Except for the moon rock given to the Netherlands which was analyzed to in fact be petrified wood. Obviously from the moon trees

Hugs
Reply to  RACookPE1978
August 23, 2018 10:44 pm

It doesn’t matter if they’re exactly on the same longitude. He could not be very accurate in that respect. Just good enough.

tony
Reply to  Hugs
August 23, 2018 11:11 pm

It’s funny how sometimes the sun’s rays are parallel and sometimes they are directional as in eclipses.

Ah the duality of life

MarkW
Reply to  RACookPE1978
August 24, 2018 7:40 am

He didn’t need to synchronize anything.
He took both measurements at local noon.

RACookPE1978
Editor
Reply to  MarkW
August 24, 2018 8:50 am

Yes, that’s right.

tony
Reply to  MarkW
August 24, 2018 12:30 pm

thats contrary to the claim the experiment measurements were conducted simultaneously,

If they weren’t measured simultaneously then the observations are meaningless

MarkW
Reply to  tony
August 24, 2018 2:24 pm

Once again, tony adds something that was never part of the original story.
The measurements were taken on the same day, not simultaneously.

Your knowledge of physics, and heck, mere geometry is so woefully lacking that I hardly know where to begin with your re-education.
There is not and never was a need for the measurements to be taken at the exact same time. In fact if the two points aren’t on the same meridian, taking them at the exact same time guarantees that you will get the wrong anser.

MarkW
Reply to  tony
August 24, 2018 2:28 pm

Here’s just one example:

https://en.wikipedia.org/wiki/Eratosthenes

The article says the measurement was taken at mid-day at two locations.

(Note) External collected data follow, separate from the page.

//! File-based cache implementation.
//!
//! [`FileCache`] stores cache entries as files on disk, organized into
//! buckets (subdirectories). Each entry is a single file with a binary
//! header followed by the data:
//!
//! ```text
//! [stored_at: u64 LE][data bytes]
//! ```
//!
//! On read, only the header is read first to check freshness. The full data
//! is read only on cache hit, avoiding unnecessary I/O on expired entries.
//!
//! On construction, [`FileCache`] validates a `VERSION` file in the cache
//! root. If the version mismatches or is missing, the entire cache directory
//! is wiped and recreated. This ensures entries written by a previous build
//! are never reused.

use std::fs::{self, File};
use std::io::Read;
use std::path::{Path, PathBuf};
use std::time::SystemTime;

use crate::{Cache, CacheBucket, epoch_secs, is_fresh};

/// File-based [`Cache`] rooted at a directory on disk.
///
/// Directory layout:
/// ```text
/// {root}/
/// +-- VERSION            # contains the cache version string
/// +-- documents/         # bucket "documents"
///     +-- bundle         # cache entry
/// ```
pub struct FileCache {
    root: PathBuf,
    ttl_secs: u64,
}

impl FileCache {
    /// Create a new file-based cache at `root`, validating the cache version.
    ///
    /// Entries expire after `ttl_secs`. If the `VERSION` file inside `root`
    /// does not match `version`, the entire cache directory is removed and
    /// recreated with the new version. Errors during validation are logged
    /// but never fatal.
    #[must_use]
    pub fn new(root: PathBuf, version: &str, ttl_secs: u64) -> Self {
        validate_version(&root, version);
        Self { root, ttl_secs }
    }
}

impl Cache for FileCache {
    fn bucket(&self, name: &str) -> Box<dyn CacheBucket> {
        Box::new(FileCacheBucket {
            dir: self.root.join(name),
            ttl_secs: self.ttl_secs,
        })
    }
}

/// A single bucket backed by a directory on disk.
struct FileCacheBucket {
    dir: PathBuf,
    ttl_secs: u64,
}

impl CacheBucket for FileCacheBucket {
    fn get(&self, key: &str, now: SystemTime) -> Option<Vec<u8>> {
        let path = self.dir.join(key);
        let mut file = File::open(&path).ok()?;

        // Read stored-at timestamp (u64 LE)
        let mut stamp_buf = [0u8; 8];
        file.read_exact(&mut stamp_buf).ok()?;
        let stored_at = u64::from_le_bytes(stamp_buf);

        if !is_fresh(stored_at, now, self.ttl_secs) {
            return None;
        }

        // Entry is fresh — read the data
        let mut data = Vec::new();
        file.read_to_end(&mut data).ok()?;
        Some(data)
    }

    fn set(&self, key: &str, value: &[u8], now: SystemTime) {
        let path = self.dir.join(key);

        // Silently ignore errors — cache is optional
        let Some(parent) = path.parent() else {
            return;
        };
        if fs::create_dir_all(parent).is_err() {
            return;
        }

        let mut buf = Vec::with_capacity(8 + value.len());
        buf.extend_from_slice(&epoch_secs(now).to_le_bytes());
        buf.extend_from_slice(value);

        let _ = fs::write(&path, &buf);
    }
}

/// Validate the cache version, wiping the directory on mismatch.
fn validate_version(root: &Path, version: &str) {
    let version_file = root.join("VERSION");

    // Try to read the existing version
    match fs::read_to_string(&version_file) {
        Ok(stored) if stored == version => {
            // Version matches — keep cache
            tracing::debug!("cache version matches: {version}");
            return;
        }
        Ok(stored) => {
            tracing::info!(
                "cache version mismatch (stored={stored}, current={version}), wiping cache"
            );
        }
        Err(_) => {
            tracing::info!("no cache VERSION file found, initializing cache");
        }
    }

    // Wipe and recreate
    if root.exists()
        && let Err(e) = fs::remove_dir_all(root)
    {
        tracing::warn!("failed to remove cache directory: {e}");
    }
    if let Err(e) = fs::create_dir_all(root) {
        tracing::warn!("failed to create cache directory: {e}");
        return;
    }
    if let Err(e) = fs::write(&version_file, version) {
        tracing::warn!("failed to write cache VERSION file: {e}");
    }
}
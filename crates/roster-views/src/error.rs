//! View rendering errors.

/// Error returned when page rendering fails.
///
/// All variants are user-visible and non-fatal: the adapter shows the
/// localized message (see [`crate::locale`]) in the error region and the
/// pipeline still reaches its ready state.
#[derive(Debug, PartialEq, Eq, thiserror::Error)]
pub enum ViewError {
    /// A required URL query parameter is absent (or empty) for the current
    /// page kind.
    #[error("missing query parameter: {0}")]
    MissingParameter(&'static str),
    /// The requested grade key does not exist in the roster.
    #[error("grade not found: {0}")]
    GradeNotFound(String),
    /// The grade exists but the requested group id does not.
    #[error("group not found in grade {grade}: {id}")]
    GroupNotFound {
        /// The resolved grade key.
        grade: String,
        /// The missing group id.
        id: String,
    },
    /// The page marker does not match any known page kind.
    #[error("unsupported page marker: {0}")]
    UnsupportedPage(String),
}
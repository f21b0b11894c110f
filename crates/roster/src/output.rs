//! Colored terminal output utilities.

use console::{Style, Term};

/// Terminal output formatter.
pub(crate) struct Output {
    term: Term,
    stdout: Term,
    green: Style,
    red: Style,
    cyan_bold: Style,
    dim: Style,
}

impl Output {
    /// Create a new output formatter.
    #[must_use]
    pub(crate) fn new() -> Self {
        Self {
            term: Term::stderr(),
            stdout: Term::stdout(),
            green: Style::new().green(),
            red: Style::new().red(),
            cyan_bold: Style::new().cyan().bold(),
            dim: Style::new().dim(),
        }
    }

    /// Print an info message.
    pub(crate) fn info(&self, msg: &str) {
        let _ = self.term.write_line(msg);
    }

    /// Print a success message (green).
    pub(crate) fn success(&self, msg: &str) {
        let _ = self.term.write_line(&self.green.apply_to(msg).to_string());
    }

    /// Print an error message (red).
    pub(crate) fn error(&self, msg: &str) {
        let _ = self.term.write_line(&self.red.apply_to(msg).to_string());
    }

    /// Print a highlighted message (cyan bold).
    pub(crate) fn highlight(&self, msg: &str) {
        let _ = self
            .term
            .write_line(&self.cyan_bold.apply_to(msg).to_string());
    }

    /// Print a de-emphasized message (dim).
    pub(crate) fn hint(&self, msg: &str) {
        let _ = self.term.write_line(&self.dim.apply_to(msg).to_string());
    }

    /// Print machine-readable data to stdout.
    pub(crate) fn data(&self, msg: &str) {
        let _ = self.stdout.write_line(msg);
    }

    /// Print a separator line.
    pub(crate) fn separator(&self) {
        let _ = self.term.write_line(&"=".repeat(70));
    }
}
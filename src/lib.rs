// Copyright 2026 The flowscope contributors
//
// Licensed under the Apache License, Version 2.0 (the "License");
// you may not use this file except in compliance with the License.
// You may obtain a copy of the License at
//
//     http://www.apache.org/licenses/LICENSE-2.0
//
// Unless required by applicable law or agreed to in writing, software
// distributed under the License is distributed on an "AS IS" BASIS,
// WITHOUT WARRANTIES OR CONDITIONS OF ANY KIND, either express or implied.
// See the License for the specific language governing permissions and
// limitations under the License.
//
// SPDX-License-Identifier: Apache-2.0

#![doc(html_no_source)]
#![warn(missing_docs)]
#![allow(dead_code)]

//! # flowscope
//!
//! Control-flow automaton (CFA) infrastructure for static analysis and
//! verification tools, built in pure Rust. `flowscope` provides the
//! graph-structured intermediate representation that program analyses treat
//! as their unit of computation, together with the algorithms that build,
//! validate, and rewrite it.
//!
//! ## Features
//!
//! - **Typed directed multigraph** - Nodes and edges live in handle-addressed
//!   arenas; edges carry program fragments (assumptions, declarations,
//!   statements) and every call site keeps a secondary "summary edge" channel
//! - **Build/seal lifecycle** - A mutable [`CfaBuilder`] for construction and
//!   a read-only, freely shareable [`Cfa`] produced by a one-way seal
//! - **Graph views** - Lazy, read-only projections with edge-predicate and
//!   function-set filtering, usable with the generic traversal algorithms
//! - **Supergraph assembly** - Connects independent per-function automata
//!   with call/return/summary triples, including never-returning-call
//!   pruning and function-pointer dispatch expansion
//! - **Consistency checking** - A structural gate intended to run after every
//!   transformation
//! - **Substitution rebuilds** - Isomorphic copies with caller-supplied
//!   payload substitution and identity-keyed old→new maps
//! - **Single-loop transformation** - Rewrites a whole automaton into one
//!   with exactly one loop header via a program-counter encoding
//!
//! ## Quick Start
//!
//! ```rust
//! use flowscope::prelude::*;
//!
//! // Build a one-function automaton: main() { }
//! let mut builder = CfaBuilder::new(MachineModel::Lp64);
//! let main = builder.add_function(FunctionSignature::new("main", vec![], CfaType::Void));
//! let entry = builder.function_entry(main);
//! let exit = builder.function_exit(main).expect("fresh function has an exit");
//! builder.add_edge(entry, exit, EdgeKind::blank("function start"), "", FileLocation::dummy())?;
//! builder.set_entry_function("main")?;
//!
//! let cfa = builder.seal()?;
//! assert_eq!(cfa.node_count(), 2);
//! # Ok::<(), flowscope::Error>(())
//! ```
//!
//! ## Architecture
//!
//! - [`cfa`] - The node/edge model: AST payloads, machine model, builder,
//!   sealed automaton, views, and the best-effort loop overview
//! - [`supergraph`] - Interprocedural assembly of call/return/summary edges
//! - [`check`] - The structural consistency checker
//! - [`rebuild`] - The substitution-based rebuild engine
//! - [`transform`] - The single-loop transformation
//! - [`utils`] - Graph traits, traversal algorithms, cancellation
//!
//! ## Concurrency
//!
//! The core is single-threaded and synchronous. No operation is safe to
//! invoke concurrently on the same [`CfaBuilder`]; parallel analyses must use
//! separate automaton instances. A sealed [`Cfa`] is guaranteed never to be
//! mutated again and is [`Send`] and [`Sync`], so it may be shared and read
//! concurrently. Long passes poll a [`CancelToken`](utils::CancelToken) at
//! every work-list iteration and unwind via [`Error::Cancelled`] without
//! committing a partial automaton.

#[macro_use]
pub(crate) mod error;

pub mod cfa;
pub mod check;
pub mod prelude;
pub mod rebuild;
pub mod supergraph;
pub mod transform;
pub mod utils;

pub use cfa::{
    BinaryOp, CallStatement, CallTarget, Cfa, CfaBuilder, CfaEdge, CfaNode, CfaType, CfaView,
    Declaration, EdgeClass, EdgeKind, Expression, FileLocation, FunctionId, FunctionSignature,
    IntKind, LoopOverview, MachineModel, NodeKind, Statement, UnaryOp, VariableClassification,
};
pub use error::Error;
pub use utils::graph::{EdgeId, NodeId};

/// Convenience alias for `Result<T, flowscope::Error>` used throughout the crate.
pub type Result<T> = core::result::Result<T, Error>;
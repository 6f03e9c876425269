//! Automaton edges: control-flow steps carrying program fragments.
//!
//! Each edge connects a predecessor location to a successor location and
//! carries the program fragment executed by that step. Interprocedural calls
//! are represented by a matched triple of edges sharing one summary edge:
//!
//! - the *summary* edge (call site → return site), held in the endpoints'
//!   summary slots, representing the whole call as one opaque step;
//! - the *call* edge (call site → callee entry) and the *return* edge
//!   (callee exit → return site), ordinary edges that both carry the
//!   [`EdgeId`] of their summary edge.
//!
//! Mutating one leg of a triple requires consistently relinking all three;
//! the builder refuses to remove a summary edge that a call or return edge
//! still references.

use std::fmt;

use strum::EnumDiscriminants;

use crate::{
    cfa::{
        ast::{CallStatement, Declaration, Expression, Statement},
        location::FileLocation,
    },
    utils::graph::{EdgeId, NodeId},
};

/// The program fragment attached to an edge, tagged by edge kind.
///
/// The [`EdgeClass`] discriminant enum derived from this type provides a
/// payload-free tag for duplicate detection and diagnostics.
#[derive(Debug, Clone, PartialEq, EnumDiscriminants)]
#[strum_discriminants(name(EdgeClass), derive(Hash, PartialOrd, Ord))]
pub enum EdgeKind {
    /// A step with no program effect (splices, synthetic wiring).
    Blank {
        /// Short description of why the edge exists.
        description: String,
    },
    /// One leg of an assumption pair; control continues only if
    /// `expression == truth`.
    Assume {
        /// The assumed condition.
        expression: Expression,
        /// The truth value this leg assumes.
        truth: bool,
    },
    /// A variable declaration coming into scope.
    Declaration {
        /// The declaration.
        declaration: Declaration,
    },
    /// An ordinary statement.
    Statement {
        /// The statement.
        statement: Statement,
    },
    /// A `return` statement inside a function body.
    ReturnStatement {
        /// The returned expression, if any.
        expression: Option<Expression>,
    },
    /// Interprocedural step into a callee (call site → callee entry).
    Call {
        /// The call being performed.
        call: CallStatement,
        /// The shared summary edge; `None` when the callee never returns and
        /// the return site was pruned.
        summary: Option<EdgeId>,
    },
    /// Interprocedural step out of a callee (callee exit → return site).
    Return {
        /// The shared summary edge.
        summary: EdgeId,
    },
    /// The whole call as one opaque step (call site → return site). Lives
    /// only in the summary slots of its endpoints.
    Summary {
        /// The summarized call.
        call: CallStatement,
    },
    /// A statement edge standing in for the call parallel to the call edge
    /// (call site → return site), for analyses that skip callee bodies.
    CallSummaryStatement {
        /// The summarized call.
        call: CallStatement,
        /// Name of the called function.
        callee: String,
    },
}

impl EdgeKind {
    /// A blank edge with the given description.
    #[must_use]
    pub fn blank(description: impl Into<String>) -> Self {
        EdgeKind::Blank {
            description: description.into(),
        }
    }

    /// Returns `true` for assume edges.
    #[must_use]
    pub const fn is_assume(&self) -> bool {
        matches!(self, EdgeKind::Assume { .. })
    }

    /// Returns `true` for summary edges.
    #[must_use]
    pub const fn is_summary(&self) -> bool {
        matches!(self, EdgeKind::Summary { .. })
    }

    /// Returns `true` for the interprocedural kinds (call, return, summary,
    /// call-summary-statement).
    #[must_use]
    pub const fn is_interprocedural(&self) -> bool {
        matches!(
            self,
            EdgeKind::Call { .. }
                | EdgeKind::Return { .. }
                | EdgeKind::Summary { .. }
                | EdgeKind::CallSummaryStatement { .. }
        )
    }

    /// Returns the shared summary edge referenced by a call or return edge.
    #[must_use]
    pub const fn summary_link(&self) -> Option<EdgeId> {
        match self {
            EdgeKind::Call {
                summary: Some(s), ..
            }
            | EdgeKind::Return { summary: s } => Some(*s),
            _ => None,
        }
    }
}

impl fmt::Display for EdgeKind {
    fn fmt(&self, f: &mut fmt::Formatter<'_>) -> fmt::Result {
        match self {
            EdgeKind::Blank { description } => write!(f, "blank: {description}"),
            EdgeKind::Assume { expression, truth } => {
                if *truth {
                    write!(f, "[{expression}]")
                } else {
                    write!(f, "[!{expression}]")
                }
            }
            EdgeKind::Declaration { declaration } => write!(f, "decl {declaration}"),
            EdgeKind::Statement { statement } => write!(f, "{statement}"),
            EdgeKind::ReturnStatement { expression } => match expression {
                Some(e) => write!(f, "return {e}"),
                None => f.write_str("return"),
            },
            EdgeKind::Call { call, .. } => write!(f, "call {call}"),
            EdgeKind::Return { .. } => f.write_str("function return"),
            EdgeKind::Summary { call } => write!(f, "summary {call}"),
            EdgeKind::CallSummaryStatement { call, .. } => write!(f, "summary-stmt {call}"),
        }
    }
}

/// A control-flow step in the automaton.
///
/// Edges are owned by the automaton arena and addressed by [`EdgeId`]. The
/// raw source text and location travel with the edge for diagnostics.
#[derive(Debug, Clone)]
pub struct CfaEdge {
    pub(crate) id: EdgeId,
    pub(crate) predecessor: NodeId,
    pub(crate) successor: NodeId,
    pub(crate) kind: EdgeKind,
    pub(crate) raw: String,
    pub(crate) location: FileLocation,
}

impl CfaEdge {
    pub(crate) fn new(
        id: EdgeId,
        predecessor: NodeId,
        successor: NodeId,
        kind: EdgeKind,
        raw: impl Into<String>,
        location: FileLocation,
    ) -> Self {
        Self {
            id,
            predecessor,
            successor,
            kind,
            raw: raw.into(),
            location,
        }
    }

    /// Returns this edge's handle.
    #[must_use]
    pub const fn id(&self) -> EdgeId {
        self.id
    }

    /// Returns the predecessor location.
    #[must_use]
    pub const fn predecessor(&self) -> NodeId {
        self.predecessor
    }

    /// Returns the successor location.
    #[must_use]
    pub const fn successor(&self) -> NodeId {
        self.successor
    }

    /// Returns the edge kind with its payload.
    #[must_use]
    pub const fn kind(&self) -> &EdgeKind {
        &self.kind
    }

    /// Returns the payload-free kind tag.
    #[must_use]
    pub fn class(&self) -> EdgeClass {
        EdgeClass::from(&self.kind)
    }

    /// Returns the raw source text of the step.
    #[must_use]
    pub fn raw(&self) -> &str {
        &self.raw
    }

    /// Returns the source location of the step.
    #[must_use]
    pub const fn location(&self) -> &FileLocation {
        &self.location
    }

    /// Returns the printable form used in diagnostics:
    /// `E3 N1 -> N2 (payload) @ file:line`.
    #[must_use]
    pub fn describe(&self) -> String {
        format!(
            "{} {} -> {} ({}) @ {}",
            self.id, self.predecessor, self.successor, self.kind, self.location
        )
    }
}

impl fmt::Display for CfaEdge {
    fn fmt(&self, f: &mut fmt::Formatter<'_>) -> fmt::Result {
        f.write_str(&self.describe())
    }
}

#[cfg(test)]
mod tests {
    use super::*;

    #[test]
    fn test_kind_predicates() {
        let assume = EdgeKind::Assume {
            expression: Expression::var("c"),
            truth: true,
        };
        assert!(assume.is_assume());
        assert!(!assume.is_interprocedural());

        let summary = EdgeKind::Summary {
            call: CallStatement::direct("f", vec![]),
        };
        assert!(summary.is_summary());
        assert!(summary.is_interprocedural());
    }

    #[test]
    fn test_summary_link() {
        let call = EdgeKind::Call {
            call: CallStatement::direct("f", vec![]),
            summary: Some(EdgeId::new(4)),
        };
        assert_eq!(call.summary_link(), Some(EdgeId::new(4)));

        let dead_call = EdgeKind::Call {
            call: CallStatement::direct("f", vec![]),
            summary: None,
        };
        assert_eq!(dead_call.summary_link(), None);

        assert_eq!(EdgeKind::blank("x").summary_link(), None);
    }

    #[test]
    fn test_class_tags_ignore_payload() {
        let a = EdgeKind::blank("one");
        let b = EdgeKind::blank("two");
        assert_eq!(EdgeClass::from(&a), EdgeClass::from(&b));
        assert_ne!(
            EdgeClass::from(&a),
            EdgeClass::from(&EdgeKind::ReturnStatement { expression: None })
        );
    }

    #[test]
    fn test_describe_contains_endpoints_and_location() {
        let edge = CfaEdge::new(
            EdgeId::new(3),
            NodeId::new(1),
            NodeId::new(2),
            EdgeKind::blank("wiring"),
            "",
            FileLocation::line("a.c", 8),
        );
        let text = edge.describe();
        assert!(text.contains("E3"));
        assert!(text.contains("N1 -> N2"));
        assert!(text.contains("a.c:8"));
    }

    #[test]
    fn test_assume_display() {
        let kind = EdgeKind::Assume {
            expression: Expression::eq(Expression::var("__pc"), Expression::int(2)),
            truth: false,
        };
        assert_eq!(kind.to_string(), "[!(__pc == 2)]");
    }
}
//! Function identities and signatures.

use std::fmt;

use crate::{
    cfa::ast::{CfaType, Declaration},
    utils::graph::NodeId,
};

/// A strongly-typed identifier for functions of an automaton.
///
/// Like [`NodeId`](crate::NodeId), this is a stable slot index, here into the
/// automaton's function table. Every node records the function that owns it.
#[derive(Clone, Copy, PartialEq, Eq, PartialOrd, Ord, Hash)]
pub struct FunctionId(pub(crate) usize);

impl FunctionId {
    /// Creates a `FunctionId` from a raw slot index.
    #[must_use]
    #[inline]
    pub const fn new(index: usize) -> Self {
        FunctionId(index)
    }

    /// Returns the raw slot index of this handle.
    #[must_use]
    #[inline]
    pub const fn index(self) -> usize {
        self.0
    }
}

impl fmt::Debug for FunctionId {
    fn fmt(&self, f: &mut fmt::Formatter<'_>) -> fmt::Result {
        write!(f, "FunctionId({})", self.0)
    }
}

impl fmt::Display for FunctionId {
    fn fmt(&self, f: &mut fmt::Formatter<'_>) -> fmt::Result {
        write!(f, "F{}", self.0)
    }
}

/// The declared interface of a function.
#[derive(Debug, Clone, PartialEq)]
pub struct FunctionSignature {
    /// The function name, unique within an automaton.
    pub name: String,
    /// The declared parameters, in order.
    pub parameters: Vec<Declaration>,
    /// `true` if the function accepts extra trailing arguments.
    pub variadic: bool,
    /// The declared result type.
    pub return_type: CfaType,
}

impl FunctionSignature {
    /// Creates a non-variadic signature.
    #[must_use]
    pub fn new(
        name: impl Into<String>,
        parameters: Vec<Declaration>,
        return_type: CfaType,
    ) -> Self {
        Self {
            name: name.into(),
            parameters,
            variadic: false,
            return_type,
        }
    }

    /// Marks the signature as variadic.
    #[must_use]
    pub fn variadic(mut self) -> Self {
        self.variadic = true;
        self
    }

    /// Returns `true` if a call with `argc` arguments matches this
    /// signature's parameter count, accounting for variadics.
    #[must_use]
    pub fn accepts(&self, argc: usize) -> bool {
        if self.variadic {
            argc >= self.parameters.len()
        } else {
            argc == self.parameters.len()
        }
    }

    /// Returns `true` if the function produces a value.
    #[must_use]
    pub fn has_return_value(&self) -> bool {
        self.return_type != CfaType::Void
    }
}

impl fmt::Display for FunctionSignature {
    fn fmt(&self, f: &mut fmt::Formatter<'_>) -> fmt::Result {
        write!(f, "{}(", self.name)?;
        for (i, p) in self.parameters.iter().enumerate() {
            if i > 0 {
                f.write_str(", ")?;
            }
            f.write_str(&p.name)?;
        }
        if self.variadic {
            if !self.parameters.is_empty() {
                f.write_str(", ")?;
            }
            f.write_str("...")?;
        }
        f.write_str(")")
    }
}

/// A function known to the automaton: its signature plus entry/exit nodes.
///
/// The exit becomes `None` when it was pruned as unreachable (the function
/// never returns).
#[derive(Debug, Clone)]
pub(crate) struct FunctionRecord {
    pub(crate) signature: FunctionSignature,
    pub(crate) entry: NodeId,
    pub(crate) exit: Option<NodeId>,
}

#[cfg(test)]
mod tests {
    use super::*;

    fn sig(params: usize, variadic: bool) -> FunctionSignature {
        let parameters = (0..params)
            .map(|i| Declaration::local_int(format!("p{i}"), None))
            .collect();
        let mut s = FunctionSignature::new("f", parameters, CfaType::Void);
        s.variadic = variadic;
        s
    }

    #[test]
    fn test_accepts_exact() {
        let s = sig(2, false);
        assert!(s.accepts(2));
        assert!(!s.accepts(1));
        assert!(!s.accepts(3));
    }

    #[test]
    fn test_accepts_variadic() {
        let s = sig(1, true);
        assert!(!s.accepts(0));
        assert!(s.accepts(1));
        assert!(s.accepts(5));
    }

    #[test]
    fn test_display() {
        let s = sig(2, true);
        assert_eq!(s.to_string(), "f(p0, p1, ...)");
    }

    #[test]
    fn test_has_return_value() {
        assert!(!sig(0, false).has_return_value());
        let s = FunctionSignature::new("g", vec![], CfaType::int());
        assert!(s.has_return_value());
    }
}
/// Walks an expression tree checking every literal against the model.
fn check_expression(expression: &Expression, machine: MachineModel) -> core::result::Result<(), String> {
    match expression {
        Expression::IntLiteral { value, ty } => match ty {
            CfaType::Int { kind, signed } => {
                if machine.value_fits(*kind, *signed, *value) {
                    Ok(())
                } else {
                    Err(format!("integer literal {value} does not fit {ty:?}"))
                }
            }
            _ => Ok(()),
        },
        Expression::CharLiteral { value } => {
            if machine.char_fits(*value) {
                Ok(())
            } else {
                Err(format!("character literal {value} out of range"))
            }
        }
        Expression::Variable { .. } | Expression::FunctionRef { .. } => Ok(()),
        Expression::Unary { operand, .. } => check_expression(operand, machine),
        Expression::Binary { lhs, rhs, .. } => {
            check_expression(lhs, machine)?;
            check_expression(rhs, machine)
        }
    }
}

/// Printable node form for diagnostics: handle, kind, owning function.
fn describe_node<S: CfaStore>(store: &S, node: &CfaNode) -> String {
    let function = store
        .function_signature(node.function())
        .map_or("<unknown>", |s| s.name.as_str());
    let kind = match node.kind() {
        NodeKind::Plain => "plain".to_string(),
        NodeKind::Label { name } => format!("label '{name}'"),
        NodeKind::FunctionEntry { .. } => "function entry".to_string(),
        NodeKind::FunctionExit => "function exit".to_string(),
        NodeKind::Termination => "termination".to_string(),
    };
    format!("node {} ({kind}, function '{function}')", node.id())
}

If the measurements were taken on the same parallel, then it would be critical to know the exact time at which each measurement was made. Which is why he didn’t do it that way. Unlike you, he was smart enough to spot the problem and do the experiment in a way that would work with the technology available to him.

MarkW
Reply to  tony
August 24, 2018 2:18 pm

There was no need to synchronize the timing. Each measurement was taken at noon local time.

This guy reminds me of the Fake Moon Landing guys who proclaim that if you put a pair of garden gloves in a vacuum chamber, a hand in that glove can’t move the fingers. And they are completely correct.
It’s a good thing NASA didn’t equip their space suits with garden gloves.

Roger Knights
August 23, 2018 8:13 pm

This is another example of a person who has been misled by the warmists’ concealment of the fact that 2/3 of the projected increase in global temperatures comes from hypothesized positive feedbacks, which is an iffy idea. She has been tricked into thinking that the projected warming is all based on the relatively solid direct warming properties of CO2.

Here’s David Evans’ 12 minute video: “The skeptics’ case,” 2/20/13:
https://youtu.be/0gDErDwXqhc

In a nutshell, Evans contends that all responsible climate change skeptics accept the existence of some global warming caused by CO2 (IOW, AGW), but do not accept its amplification by purported positive feedbacks from water vapor, as warmists do. If there is no amplification, there is no crisis (IOW, no looming “catastrophe”). Positive feedbacks are the core of the dispute, and the evidence for them is slight.

Reply to  Roger Knights
August 24, 2018 2:18 pm

Feedback resulting from temperature increase of liquid surface water is only about 6.55% or less. http://globalclimatedrivers2.blogspot.com

comment image

Steven Mosher
August 23, 2018 8:21 pm

“The observed warming has consistently tracked strong mitigation scenarios, despite the fact that very little mitigation has occurred. This is a pretty strong indication that the climate is relatively insensitive to a doubling of atmospheric CO2 concentration… ”

err no.

you failed to win your Nobel.

try again.

Sgt
Reply to  Steven Mosher
August 23, 2018 8:28 pm

It’s clear that global temperature is relatively insensitive to a doubling of CO2 because: 1) Earth cooled dramatically for 32 years after WWII, despite rising CO2, until the Pacific Decadal Oscillation switched to warm mode in 1977; 2) Then slight, natural warming accidentally coincided with still rising CO2 for about 20 years, ended by a super El Nino in 1998, and 3) Then the world’s temperature stayed about the same for the next 18 years until another super El Nino spiked it again, followed by cooling, in spite of yet more growth in vital plant food in the air.